= TASK INPUTS =
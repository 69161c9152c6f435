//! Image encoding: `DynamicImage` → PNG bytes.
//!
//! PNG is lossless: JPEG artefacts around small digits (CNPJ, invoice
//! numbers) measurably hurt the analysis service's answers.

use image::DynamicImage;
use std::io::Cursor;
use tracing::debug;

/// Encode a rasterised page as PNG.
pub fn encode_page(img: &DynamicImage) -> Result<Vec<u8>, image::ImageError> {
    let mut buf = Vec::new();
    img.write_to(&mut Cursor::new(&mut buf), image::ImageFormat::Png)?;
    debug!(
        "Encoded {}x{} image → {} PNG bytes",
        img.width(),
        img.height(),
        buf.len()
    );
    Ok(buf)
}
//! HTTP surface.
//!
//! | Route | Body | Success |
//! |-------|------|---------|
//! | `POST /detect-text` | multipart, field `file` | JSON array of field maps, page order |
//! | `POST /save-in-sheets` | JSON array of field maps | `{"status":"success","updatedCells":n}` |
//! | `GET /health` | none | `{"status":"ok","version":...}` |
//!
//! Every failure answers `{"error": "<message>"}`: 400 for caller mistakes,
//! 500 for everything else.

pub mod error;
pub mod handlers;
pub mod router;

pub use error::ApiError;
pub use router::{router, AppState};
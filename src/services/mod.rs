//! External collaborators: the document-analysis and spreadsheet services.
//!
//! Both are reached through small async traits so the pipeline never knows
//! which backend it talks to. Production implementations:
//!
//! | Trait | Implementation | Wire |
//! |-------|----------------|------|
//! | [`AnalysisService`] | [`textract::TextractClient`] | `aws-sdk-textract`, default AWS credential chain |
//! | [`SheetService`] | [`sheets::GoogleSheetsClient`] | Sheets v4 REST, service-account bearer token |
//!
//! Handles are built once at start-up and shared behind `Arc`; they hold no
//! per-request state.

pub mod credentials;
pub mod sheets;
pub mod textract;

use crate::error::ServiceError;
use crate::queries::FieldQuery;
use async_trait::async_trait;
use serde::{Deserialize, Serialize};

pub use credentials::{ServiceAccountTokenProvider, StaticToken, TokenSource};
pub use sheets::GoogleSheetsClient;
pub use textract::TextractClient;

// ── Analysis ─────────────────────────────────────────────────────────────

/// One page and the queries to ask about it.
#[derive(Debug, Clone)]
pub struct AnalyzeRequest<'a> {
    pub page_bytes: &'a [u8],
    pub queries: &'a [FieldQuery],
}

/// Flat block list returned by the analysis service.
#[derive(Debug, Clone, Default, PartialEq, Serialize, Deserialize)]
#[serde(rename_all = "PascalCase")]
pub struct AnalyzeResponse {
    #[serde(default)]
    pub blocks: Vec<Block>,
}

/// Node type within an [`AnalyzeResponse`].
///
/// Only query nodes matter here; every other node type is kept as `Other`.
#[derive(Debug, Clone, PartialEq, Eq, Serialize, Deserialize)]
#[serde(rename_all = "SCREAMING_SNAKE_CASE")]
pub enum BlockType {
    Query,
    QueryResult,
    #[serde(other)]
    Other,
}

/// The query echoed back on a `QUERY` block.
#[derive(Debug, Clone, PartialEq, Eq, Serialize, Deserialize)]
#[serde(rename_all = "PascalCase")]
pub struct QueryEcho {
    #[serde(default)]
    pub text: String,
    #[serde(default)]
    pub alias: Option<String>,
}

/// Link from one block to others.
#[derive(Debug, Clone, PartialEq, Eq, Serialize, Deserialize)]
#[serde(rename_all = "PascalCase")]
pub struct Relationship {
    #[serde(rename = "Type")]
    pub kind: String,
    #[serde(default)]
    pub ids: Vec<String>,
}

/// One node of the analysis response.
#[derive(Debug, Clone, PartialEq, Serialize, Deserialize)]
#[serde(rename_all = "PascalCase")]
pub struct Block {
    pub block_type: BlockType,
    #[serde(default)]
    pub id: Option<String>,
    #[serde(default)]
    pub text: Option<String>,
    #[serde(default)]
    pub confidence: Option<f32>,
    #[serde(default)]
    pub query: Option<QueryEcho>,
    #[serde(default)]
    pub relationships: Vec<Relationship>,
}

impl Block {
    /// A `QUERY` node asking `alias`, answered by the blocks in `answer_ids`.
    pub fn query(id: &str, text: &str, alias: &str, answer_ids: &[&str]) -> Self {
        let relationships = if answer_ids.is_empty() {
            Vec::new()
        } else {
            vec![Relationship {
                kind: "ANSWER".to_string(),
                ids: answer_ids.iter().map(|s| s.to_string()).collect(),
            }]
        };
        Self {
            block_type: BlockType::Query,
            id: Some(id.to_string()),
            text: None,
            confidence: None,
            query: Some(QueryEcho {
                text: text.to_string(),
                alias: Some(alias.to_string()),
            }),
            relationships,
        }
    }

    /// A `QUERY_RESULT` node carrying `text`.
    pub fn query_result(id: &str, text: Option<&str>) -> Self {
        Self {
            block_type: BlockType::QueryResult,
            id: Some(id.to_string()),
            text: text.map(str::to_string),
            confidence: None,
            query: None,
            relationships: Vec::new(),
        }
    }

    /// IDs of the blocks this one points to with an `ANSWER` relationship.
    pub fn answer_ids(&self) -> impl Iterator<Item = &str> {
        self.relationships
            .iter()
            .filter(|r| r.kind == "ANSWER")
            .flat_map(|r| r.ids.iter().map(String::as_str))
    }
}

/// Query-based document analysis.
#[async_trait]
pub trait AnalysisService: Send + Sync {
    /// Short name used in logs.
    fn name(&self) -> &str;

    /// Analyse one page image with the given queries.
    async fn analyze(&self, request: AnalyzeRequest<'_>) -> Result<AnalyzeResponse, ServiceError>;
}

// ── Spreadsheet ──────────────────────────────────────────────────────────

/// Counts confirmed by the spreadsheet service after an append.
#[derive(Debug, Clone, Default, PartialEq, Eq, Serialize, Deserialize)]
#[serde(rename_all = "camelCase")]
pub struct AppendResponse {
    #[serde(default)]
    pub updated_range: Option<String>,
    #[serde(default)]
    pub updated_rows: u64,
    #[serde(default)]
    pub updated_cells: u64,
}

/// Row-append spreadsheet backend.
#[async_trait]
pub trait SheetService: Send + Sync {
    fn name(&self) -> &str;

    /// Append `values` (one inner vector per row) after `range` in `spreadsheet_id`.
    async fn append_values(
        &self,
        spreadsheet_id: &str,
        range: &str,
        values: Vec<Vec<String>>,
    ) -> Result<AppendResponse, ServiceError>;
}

= TASK ITEM =
Every line of the material above should be repeated exactly.

= SOLUTION TO THE EXERCISE =
repository 69161c9152c6f435
//! Image encoding: `DynamicImage` → PNG bytes.
//!
//! PNG is lossless: JPEG artefacts around small digits (CNPJ, invoice
//! numbers) measurably hurt the analysis service's answers.

use image::DynamicImage;
use std::io::Cursor;
use tracing::debug;

/// Encode a rasterised page as PNG.
pub fn encode_page(img: &DynamicImage) -> Result<Vec<u8>, image::ImageError> {
    let mut buf = Vec::new();
    img.write_to(&mut Cursor::new(&mut buf), image::ImageFormat::Png)?;
    debug!(
        "Encoded {}x{} image → {} PNG bytes",
        img.width(),
        img.height(),
        buf.len()
    );
    Ok(buf)
}
//! HTTP surface.
//!
//! | Route | Body | Success |
//! |-------|------|---------|
//! | `POST /detect-text` | multipart, field `file` | JSON array of field maps, page order |
//! | `POST /save-in-sheets` | JSON array of field maps | `{"status":"success","updatedCells":n}` |
//! | `GET /health` | none | `{"status":"ok","version":...}` |
//!
//! Every failure answers `{"error": "<message>"}`: 400 for caller mistakes,
//! 500 for everything else.

pub mod error;
pub mod handlers;
pub mod router;

pub use error::ApiError;
pub use router::{router, AppState};
filename src/services/mod.rs
//! External collaborators: the document-analysis and spreadsheet services.
//!
//! Both are reached through small async traits so the pipeline never knows
//! which backend it talks to. Production implementations:
//!
//! | Trait | Implementation | Wire |
//! |-------|----------------|------|
//! | [`AnalysisService`] | [`textract::TextractClient`] | `aws-sdk-textract`, default AWS credential chain |
//! | [`SheetService`] | [`sheets::GoogleSheetsClient`] | Sheets v4 REST, service-account bearer token |
//!
//! Handles are built once at start-up and shared behind `Arc`; they hold no
//! per-request state.

pub mod credentials;
pub mod sheets;
pub mod textract;

use crate::error::ServiceError;
use crate::queries::FieldQuery;
use async_trait::async_trait;
use serde::{Deserialize, Serialize};

pub use credentials::{ServiceAccountTokenProvider, StaticToken, TokenSource};
pub use sheets::GoogleSheetsClient;
pub use textract::TextractClient;

// ── Analysis ─────────────────────────────────────────────────────────────

/// One page and the queries to ask about it.
#[derive(Debug, Clone)]
pub struct AnalyzeRequest<'a> {
    pub page_bytes: &'a [u8],
    pub queries: &'a [FieldQuery],
}

/// Flat block list returned by the analysis service.
#[derive(Debug, Clone, Default, PartialEq, Serialize, Deserialize)]
#[serde(rename_all = "PascalCase")]
pub struct AnalyzeResponse {
    #[serde(default)]
    pub blocks: Vec<Block>,
}

/// Node type within an [`AnalyzeResponse`].
///
/// Only query nodes matter here; every other node type is kept as `Other`.
#[derive(Debug, Clone, PartialEq, Eq, Serialize, Deserialize)]
#[serde(rename_all = "SCREAMING_SNAKE_CASE")]
pub enum BlockType {
    Query,
    QueryResult,
    #[serde(other)]
    Other,
}

/// The query echoed back on a `QUERY` block.
#[derive(Debug, Clone, PartialEq, Eq, Serialize, Deserialize)]
#[serde(rename_all = "PascalCase")]
pub struct QueryEcho {
    #[serde(default)]
    pub text: String,
    #[serde(default)]
    pub alias: Option<String>,
}

/// Link from one block to others.
#[derive(Debug, Clone, PartialEq, Eq, Serialize, Deserialize)]
#[serde(rename_all = "PascalCase")]
pub struct Relationship {
    #[serde(rename = "Type")]
    pub kind: String,
    #[serde(default)]
    pub ids: Vec<String>,
}

/// One node of the analysis response.
#[derive(Debug, Clone, PartialEq, Serialize, Deserialize)]
#[serde(rename_all = "PascalCase")]
pub struct Block {
    pub block_type: BlockType,
    #[serde(default)]
    pub id: Option<String>,
    #[serde(default)]
    pub text: Option<String>,
    #[serde(default)]
    pub confidence: Option<f32>,
    #[serde(default)]
    pub query: Option<QueryEcho>,
    #[serde(default)]
    pub relationships: Vec<Relationship>,
}

impl Block {
    /// A `QUERY` node asking `alias`, answered by the blocks in `answer_ids`.
    pub fn query(id: &str, text: &str, alias: &str, answer_ids: &[&str]) -> Self {
        let relationships = if answer_ids.is_empty() {
            Vec::new()
        } else {
            vec![Relationship {
                kind: "ANSWER".to_string(),
                ids: answer_ids.iter().map(|s| s.to_string()).collect(),
            }]
        };
        Self {
            block_type: BlockType::Query,
            id: Some(id.to_string()),
            text: None,
            confidence: None,
            query: Some(QueryEcho {
                text: text.to_string(),
                alias: Some(alias.to_string()),
            }),
            relationships,
        }
    }

    /// A `QUERY_RESULT` node carrying `text`.
    pub fn query_result(id: &str, text: Option<&str>) -> Self {
        Self {
            block_type: BlockType::QueryResult,
            id: Some(id.to_string()),
            text: text.map(str::to_string),
            confidence: None,
            query: None,
            relationships: Vec::new(),
        }
    }

    /// IDs of the blocks this one points to with an `ANSWER` relationship.
    pub fn answer_ids(&self) -> impl Iterator<Item = &str> {
        self.relationships
            .iter()
            .filter(|r| r.kind == "ANSWER")
            .flat_map(|r| r.ids.iter().map(String::as_str))
    }
}

/// Query-based document analysis.
#[async_trait]
pub trait AnalysisService: Send + Sync {
    /// Short name used in logs.
    fn name(&self) -> &str;

    /// Analyse one page image with the given queries.
    async fn analyze(&self, request: AnalyzeRequest<'_>) -> Result<AnalyzeResponse, ServiceError>;
}

// ── Spreadsheet ──────────────────────────────────────────────────────────

/// Counts confirmed by the spreadsheet service after an append.
#[derive(Debug, Clone, Default, PartialEq, Eq, Serialize, Deserialize)]
#[serde(rename_all = "camelCase")]
pub struct AppendResponse {
    #[serde(default)]
    pub updated_range: Option<String>,
    #[serde(default)]
    pub updated_rows: u64,
    #[serde(default)]
    pub updated_cells: u64,
}

/// Row-append spreadsheet backend.
#[async_trait]
pub trait SheetService: Send + Sync {
    fn name(&self) -> &str;

    /// Append `values` (one inner vector per row) after `range` in `spreadsheet_id`.
    async fn append_values(
        &self,
        spreadsheet_id: &str,
        range: &str,
        values: Vec<Vec<String>>,
    ) -> Result<AppendResponse, ServiceError>;
}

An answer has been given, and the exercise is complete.